***** GIVEN ENTRIES
// SPDX-License-Identifier: MPL-2.0
use crate::app::config::Config;
use fluent_bundle::{FluentArgs, FluentBundle, FluentResource, FluentValue};
use rust_embed::RustEmbed;
use std::collections::HashMap;
use unic_langid::LanguageIdentifier;

#[derive(RustEmbed)]
#[folder = "assets/i18n/"]
struct Asset;

const DEFAULT_LOCALE: &str = "en-US";

pub struct I18n {
    bundles: HashMap<LanguageIdentifier, FluentBundle<FluentResource>>,
    pub available_locales: Vec<LanguageIdentifier>,
    current_locale: LanguageIdentifier,
}

impl std::fmt::Debug for I18n {
    fn fmt(&self, f: &mut std::fmt::Formatter<'_>) -> std::fmt::Result {
        f.debug_struct("I18n")
            .field("available_locales", &self.available_locales)
            .field("current_locale", &self.current_locale)
            .finish()
    }
}

impl Default for I18n {
    fn default() -> Self {
        Self::new(None, &Config::default())
    }
}

impl I18n {
    pub fn new(cli_lang: Option<String>, config: &Config) -> Self {
        let mut bundles = HashMap::new();
        let mut available_locales = Vec::new();

        for file in Asset::iter() {
            let filename = file.as_ref();
            let Some(locale_str) = filename.strip_suffix(".ftl") else {
                continue;
            };
            let Ok(locale) = locale_str.parse::<LanguageIdentifier>() else {
                log::warn!("Skipping translation file with invalid locale: {}", filename);
                continue;
            };
            let Some(content) = Asset::get(filename) else {
                continue;
            };
            let source = String::from_utf8_lossy(content.data.as_ref()).to_string();
            let resource = match FluentResource::try_new(source) {
                Ok(resource) => resource,
                Err((resource, errors)) => {
                    log::warn!("{} has {} syntax errors", filename, errors.len());
                    resource
                }
            };
            let mut bundle = FluentBundle::new(vec![locale.clone()]);
            bundle.set_use_isolating(false);
            if let Err(errors) = bundle.add_resource(resource) {
                log::warn!("{} has {} conflicting messages", filename, errors.len());
            }
            bundles.insert(locale.clone(), bundle);
            available_locales.push(locale);
        }
        available_locales.sort_by_key(ToString::to_string);

        let default_locale: LanguageIdentifier = DEFAULT_LOCALE
            .parse()
            .unwrap_or_else(|_| LanguageIdentifier::default());
        let current_locale =
            resolve_locale(cli_lang, config, &available_locales).unwrap_or(default_locale);
        log::debug!("UI locale: {}", current_locale);

        Self {
            bundles,
            available_locales,
            current_locale,
        }
    }

    pub fn set_locale(&mut self, locale: LanguageIdentifier) {
        if self.bundles.contains_key(&locale) {
            self.current_locale = locale;
        }
    }

    #[must_use]
    pub fn current_locale(&self) -> &LanguageIdentifier {
        &self.current_locale
    }

    pub fn tr(&self, key: &str) -> String {
        self.format(key, None)
    }

    /// Translates `key`, substituting the given named arguments.
    pub fn tr_with_args(&self, key: &str, args: &[(&str, FluentValue<'_>)]) -> String {
        let mut fluent_args = FluentArgs::new();
        for (name, value) in args {
            fluent_args.set(*name, value.clone());
        }
        self.format(key, Some(&fluent_args))
    }

    fn format(&self, key: &str, args: Option<&FluentArgs<'_>>) -> String {
        if let Some(bundle) = self.bundles.get(&self.current_locale) {
            if let Some(msg) = bundle.get_message(key) {
                if let Some(pattern) = msg.value() {
                    let mut errors = vec![];
                    let value = bundle.format_pattern(pattern, args, &mut errors);
                    if errors.is_empty() {
                        return value.to_string();
                    }
                }
            }
        }
        format!("MISSING: {}", key)
    }
}

fn resolve_locale(
    cli_lang: Option<String>,
    config: &Config,
    available: &[LanguageIdentifier],
) -> Option<LanguageIdentifier> {
    let pick = |lang_str: &str| {
        lang_str
            .parse::<LanguageIdentifier>()
            .ok()
            .filter(|lang| available.contains(lang))
    };

    // 1. Check CLI args
    if let Some(lang) = cli_lang.as_deref().and_then(pick) {
        return Some(lang);
    }

    // 2. Check config file
    if let Some(lang) = config.general.language.as_deref().and_then(pick) {
        return Some(lang);
    }

    // 3. Check OS locale
    sys_locale::get_locale().as_deref().and_then(pick)
}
**********
## EXERCISE GOAL:
Your reply must contain exactly the lines from the first line of the data through the line holding "impl Default for", and nothing more.

## WRITTEN REPLY:
// SPDX-License-Identifier: MPL-2.0
use crate::app::config::Config;
use fluent_bundle::{FluentArgs, FluentBundle, FluentResource, FluentValue};
use rust_embed::RustEmbed;
use std::collections::HashMap;
use unic_langid::LanguageIdentifier;

#[derive(RustEmbed)]
#[folder = "assets/i18n/"]
struct Asset;

const DEFAULT_LOCALE: &str = "en-US";

pub struct I18n {
    bundles: HashMap<LanguageIdentifier, FluentBundle<FluentResource>>,
    pub available_locales: Vec<LanguageIdentifier>,
    current_locale: LanguageIdentifier,
}

impl std::fmt::Debug for I18n {
    fn fmt(&self, f: &mut std::fmt::Formatter<'_>) -> std::fmt::Result {
        f.debug_struct("I18n")
            .field("available_locales", &self.available_locales)
            .field("current_locale", &self.current_locale)
            .finish()
    }
}

impl Default for I18n {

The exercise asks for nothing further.